Au cours des derniers siècles, les activités humaines ont fortement altéré la structure et la composition des écosystèmes terrestres. Ces modifications ont été causées par des phénomènes se déroulant à l’échelle globale, tels que la modification des cycles biogéochimiques, les changements climatiques et l’introduction d’espèces animales et végétales (Newman, 1995; Vitousek et al., 1997; Simberloff, 2000; Dale et al., 2001; Honnay et al., 2002; Steffen et al., 2005; IPCC, 2007), ainsi que par des activités ayant eu des impacts régionaux et locaux, par exemple l’exploitation minière et gazière, l’agriculture, le développement urbain et la récolte de la matière ligneuse (Forman, 2000; Trombulak et Frissell, 2000; World Resources Institute, 2000; Schneider et al., 2003; Steffen et al., 2005).
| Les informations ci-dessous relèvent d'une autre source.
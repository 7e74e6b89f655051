//! Qubit and classical bit types.

use serde::{Deserialize, Serialize};
use std::fmt;

/// Unique identifier for a qubit within a circuit.
#[derive(Debug, Clone, Copy, PartialEq, Eq, Hash, PartialOrd, Ord, Serialize, Deserialize)]
pub struct QubitId(pub u32);

impl QubitId {
    /// Position of this qubit as a bit index into a basis-state label.
    #[inline]
    pub fn index(self) -> usize {
        self.0 as usize
    }
}

impl fmt::Display for QubitId {
    fn fmt(&self, f: &mut fmt::Formatter<'_>) -> fmt::Result {
        write!(f, "q{}", self.0)
    }
}

impl From<u32> for QubitId {
    fn from(id: u32) -> Self {
        QubitId(id)
    }
}

/// Unique identifier for a classical bit within a circuit.
#[derive(Debug, Clone, Copy, PartialEq, Eq, Hash, PartialOrd, Ord, Serialize, Deserialize)]
pub struct ClbitId(pub u32);

impl fmt::Display for ClbitId {
    fn fmt(&self, f: &mut fmt::Formatter<'_>) -> fmt::Result {
        write!(f, "c{}", self.0)
    }
}

impl From<u32> for ClbitId {
    fn from(id: u32) -> Self {
        ClbitId(id)
    }
}

/// A quantum bit with optional register membership.
///
/// Oracles built from Boolean expressions put every variable in a register
/// named after the variable, so drawings and QASM output stay readable.
#[derive(Debug, Clone, PartialEq, Eq, Hash, Serialize, Deserialize)]
pub struct Qubit {
    /// The unique identifier.
    pub id: QubitId,
    /// The name of the register this qubit belongs to, if any.
    pub register: Option<String>,
    /// The index within the register, if any.
    pub index: Option<u32>,
}

impl Qubit {
    /// Create a new qubit with just an id.
    pub fn new(id: QubitId) -> Self {
        Self {
            id,
            register: None,
            index: None,
        }
    }

    /// Create a new qubit with register membership.
    pub fn with_register(id: QubitId, register: impl Into<String>, index: u32) -> Self {
        Self {
            id,
            register: Some(register.into()),
            index: Some(index),
        }
    }
}

impl fmt::Display for Qubit {
    fn fmt(&self, f: &mut fmt::Formatter<'_>) -> fmt::Result {
        match (&self.register, self.index) {
            (Some(reg), Some(idx)) => write!(f, "{reg}[{idx}]"),
            _ => write!(f, "{}", self.id),
        }
    }
}

/// A classical bit with optional register membership.
#[derive(Debug, Clone, PartialEq, Eq, Hash, Serialize, Deserialize)]
pub struct Clbit {
    /// The unique identifier.
    pub id: ClbitId,
    /// The name of the register this bit belongs to, if any.
    pub register: Option<String>,
    /// The index within the register, if any.
    pub index: Option<u32>,
}

impl Clbit {
    /// Create a new classical bit with just an id.
    pub fn new(id: ClbitId) -> Self {
        Self {
            id,
            register: None,
            index: None,
        }
    }

    /// Create a new classical bit with register membership.
    pub fn with_register(id: ClbitId, register: impl Into<String>, index: u32) -> Self {
        Self {
            id,
            register: Some(register.into()),
            index: Some(index),
        }
    }
}

impl fmt::Display for Clbit {
    fn fmt(&self, f: &mut fmt::Formatter<'_>) -> fmt::Result {
        match (&self.register, self.index) {
            (Some(reg), Some(idx)) => write!(f, "{reg}[{idx}]"),
            _ => write!(f, "{}", self.id),
        }
    }
}

#[cfg(test)]
mod tests {
    use super::*;

    #[test]
    fn test_qubit_display() {
        let q = Qubit::new(QubitId(0));
        assert_eq!(format!("{q}"), "q0");

        let q_reg = Qubit::with_register(QubitId(1), "alice", 0);
        assert_eq!(format!("{q_reg}"), "alice[0]");
    }

    #[test]
    fn test_clbit_display() {
        let c = Clbit::new(ClbitId(0));
        assert_eq!(format!("{c}"), "c0");

        let c_reg = Clbit::with_register(ClbitId(1), "meas", 1);
        assert_eq!(format!("{c_reg}"), "meas[1]");
    }

    #[test]
    fn test_qubit_index() {
        assert_eq!(QubitId(7).index(), 7);
        assert!(QubitId(1) < QubitId(2));
    }
}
Ainsi, les écosystèmes terrestres ont subi d’importantes modifications qui, dans de nombreux cas, ont mené à une altération ou à une diminution de leur diversité biologique, structurale et fonctionnelle (Liebhold et al., 1995; Laurance, 1999; Simberloff, 2000; Hoekstra et al., 2005; Steffen et al., 2005), ainsi qu’à une diminution de leur capacité à fournir les biens et services écosystémiques à un même niveau de qualité et au même rythme (Toman et Ashton, 1996; Costanza et al., 2000; Steffan et al., 2005).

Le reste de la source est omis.